**EXERCISE**
Go through the listing below and output exactly the line with "Details carrying computed", the line with "An existing confirmed", and each line between; omit the rest.

**MATERIAL SHOWN**
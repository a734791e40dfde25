//! Tiered per-fund cache
//!
//! Three tiers keyed by scheme code: raw metadata, details with placeholder
//! ratios and details with computed ratios. Tiers are populated at most once
//! per code and only [`RatioCache::clear`] removes entries. The cache also
//! carries the per-code locks and in-flight markers the service uses to keep
//! first access and background computation single-flight.

use common::{FundDetails, SchemeCode};
use dashmap::{DashMap, DashSet};
use serde::{Deserialize, Serialize};
use std::sync::Arc;
use std::sync::atomic::{AtomicU64, Ordering};

/// Snapshot of cache occupancy
#[derive(Debug, Clone, Copy, PartialEq, Eq, Default, Serialize, Deserialize)]
pub struct CacheStats {
    pub raw: usize,
    pub placeholder: usize,
    pub confirmed: usize,
    pub in_flight: usize,
    pub key_locks: usize,
    pub generation: u64,
}

/// Tiered fund details cache
#[derive(Default)]
pub struct RatioCache {
    raw: DashMap<SchemeCode, Arc<FundDetails>>,
    placeholder: DashMap<SchemeCode, Arc<FundDetails>>,
    confirmed: DashMap<SchemeCode, Arc<FundDetails>>,
    key_locks: Arc<DashMap<SchemeCode, Arc<tokio::sync::Mutex<()>>>>,
    /// Running computations, tagged with the generation they started in
    in_flight: Arc<DashSet<(SchemeCode, u64)>>,
    generation: AtomicU64,
}

impl std::fmt::Debug for RatioCache {
    fn fmt(&self, f: &mut std::fmt::Formatter<'_>) -> std::fmt::Result {
        f.debug_struct("RatioCache").field("stats", &self.stats()).finish()
    }
}

impl RatioCache {
    #[must_use]
    pub fn new() -> Self {
        Self::default()
    }

    /// Raw metadata for `code`
    #[must_use]
    pub fn raw(&self, code: SchemeCode) -> Option<Arc<FundDetails>> {
        self.raw.get(&code).map(|entry| Arc::clone(&entry))
    }

    /// Store raw metadata unless present; returns the stored record
    pub fn insert_raw(&self, code: SchemeCode, details: FundDetails) -> Arc<FundDetails> {
        Arc::clone(&self.raw.entry(code).or_insert_with(|| Arc::new(details)))
    }

    /// Details carrying placeholder ratios for `code`
    #[must_use]
    pub fn placeholder(&self, code: SchemeCode) -> Option<Arc<FundDetails>> {
        self.placeholder.get(&code).map(|entry| Arc::clone(&entry))
    }

    /// Store placeholder details unless present; returns the stored record
    pub fn insert_placeholder(&self, code: SchemeCode, details: FundDetails) -> Arc<FundDetails> {
        Arc::clone(&self.placeholder.entry(code).or_insert_with(|| Arc::new(details)))
    }

    /// Details carrying computed ratios for `code`
    #[must_use]
    pub fn confirmed(&self, code: SchemeCode) -> Option<Arc<FundDetails>> {
        self.confirmed.get(&code).map(|entry| Arc::clone(&entry))
    }

    /// Store computed details if the cache was not cleared since `generation`
    ///
    /// Returns the stored record, or `None` when the write was discarded
    /// because the cache was cleared in the meantime. An existing confirmed
    /// entry is never replaced.
    pub fn confirm(
        &self,
        code: SchemeCode,
        details: FundDetails,
        generation: u64,
    ) -> Option<Arc<FundDetails>> {
        let entry = self.confirmed.entry(code);
        // Checked while holding the shard lock; clear() bumps the generation
        // before emptying the maps.
        if self.generation() != generation {
            return None;
        }
        Some(Arc::clone(&entry.or_insert_with(|| Arc::new(details))))
    }

    /// Best available details: computed, else placeholder
    #[must_use]
    pub fn latest(&self, code: SchemeCode) -> Option<Arc<FundDetails>> {
        self.confirmed(code).or_else(|| self.placeholder(code))
    }

    /// Lock serialising first access for `code`
    ///
    /// The entry is shared by every live handle for the code and removed when
    /// the last one drops.
    #[must_use]
    pub fn key_lock(&self, code: SchemeCode) -> KeyLock {
        let lock = Arc::clone(&self.key_locks.entry(code).or_default());
        KeyLock {
            code,
            lock,
            locks: Arc::clone(&self.key_locks),
        }
    }

    /// Mark a background computation for `code` as running
    ///
    /// Returns `None` when one started in the current generation is already
    /// running. A computation left over from before a clear does not block a
    /// new one. The marker is removed when the returned guard drops.
    #[must_use]
    pub fn try_begin_computation(&self, code: SchemeCode) -> Option<InFlightGuard> {
        let generation = self.generation();
        if !self.in_flight.insert((code, generation)) {
            return None;
        }
        Some(InFlightGuard {
            code,
            generation,
            in_flight: Arc::clone(&self.in_flight),
        })
    }

    /// Whether any background computation for `code` is running
    #[must_use]
    pub fn is_computing(&self, code: SchemeCode) -> bool {
        self.in_flight.iter().any(|entry| entry.key().0 == code)
    }

    /// Current cache generation; bumped by every clear
    #[must_use]
    pub fn generation(&self) -> u64 {
        self.generation.load(Ordering::Acquire)
    }

    /// Drop every tier for every code
    ///
    /// Running computations keep their in-flight markers until they finish,
    /// but their results are discarded by [`RatioCache::confirm`] and they no
    /// longer block computations started afterwards.
    pub fn clear(&self) {
        self.generation.fetch_add(1, Ordering::AcqRel);
        self.raw.clear();
        self.placeholder.clear();
        self.confirmed.clear();
    }

    #[must_use]
    pub fn stats(&self) -> CacheStats {
        CacheStats {
            raw: self.raw.len(),
            placeholder: self.placeholder.len(),
            confirmed: self.confirmed.len(),
            in_flight: self.in_flight.len(),
            key_locks: self.key_locks.len(),
            generation: self.generation(),
        }
    }
}

/// Shared handle on one code's first-access lock
#[derive(Debug)]
pub struct KeyLock {
    code: SchemeCode,
    lock: Arc<tokio::sync::Mutex<()>>,
    locks: Arc<DashMap<SchemeCode, Arc<tokio::sync::Mutex<()>>>>,
}

impl KeyLock {
    pub async fn lock(&self) -> tokio::sync::MutexGuard<'_, ()> {
        self.lock.lock().await
    }
}

impl Drop for KeyLock {
    fn drop(&mut self) {
        // The map and this handle hold two references; more means another
        // request still needs the entry. Runs under the shard lock, so no
        // handle can be created in between.
        self.locks.remove_if(&self.code, |_, lock| {
            Arc::ptr_eq(lock, &self.lock) && Arc::strong_count(lock) <= 2
        });
    }
}

/// In-flight marker for one background computation
#[derive(Debug)]
pub struct InFlightGuard {
    code: SchemeCode,
    generation: u64,
    in_flight: Arc<DashSet<(SchemeCode, u64)>>,
}

impl InFlightGuard {
    #[must_use]
    pub fn code(&self) -> SchemeCode {
        self.code
    }

    /// Cache generation observed when the computation started
    #[must_use]
    pub fn generation(&self) -> u64 {
        self.generation
    }
}

impl Drop for InFlightGuard {
    fn drop(&mut self) {
        self.in_flight.remove(&(self.code, self.generation));
    }
}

**WRITTEN REPLY**
    /// Details carrying computed ratios for `code`
    #[must_use]
    pub fn confirmed(&self, code: SchemeCode) -> Option<Arc<FundDetails>> {
        self.confirmed.get(&code).map(|entry| Arc::clone(&entry))
    }

    /// Store computed details if the cache was not cleared since `generation`
    ///
    /// Returns the stored record, or `None` when the write was discarded
    /// because the cache was cleared in the meantime. An existing confirmed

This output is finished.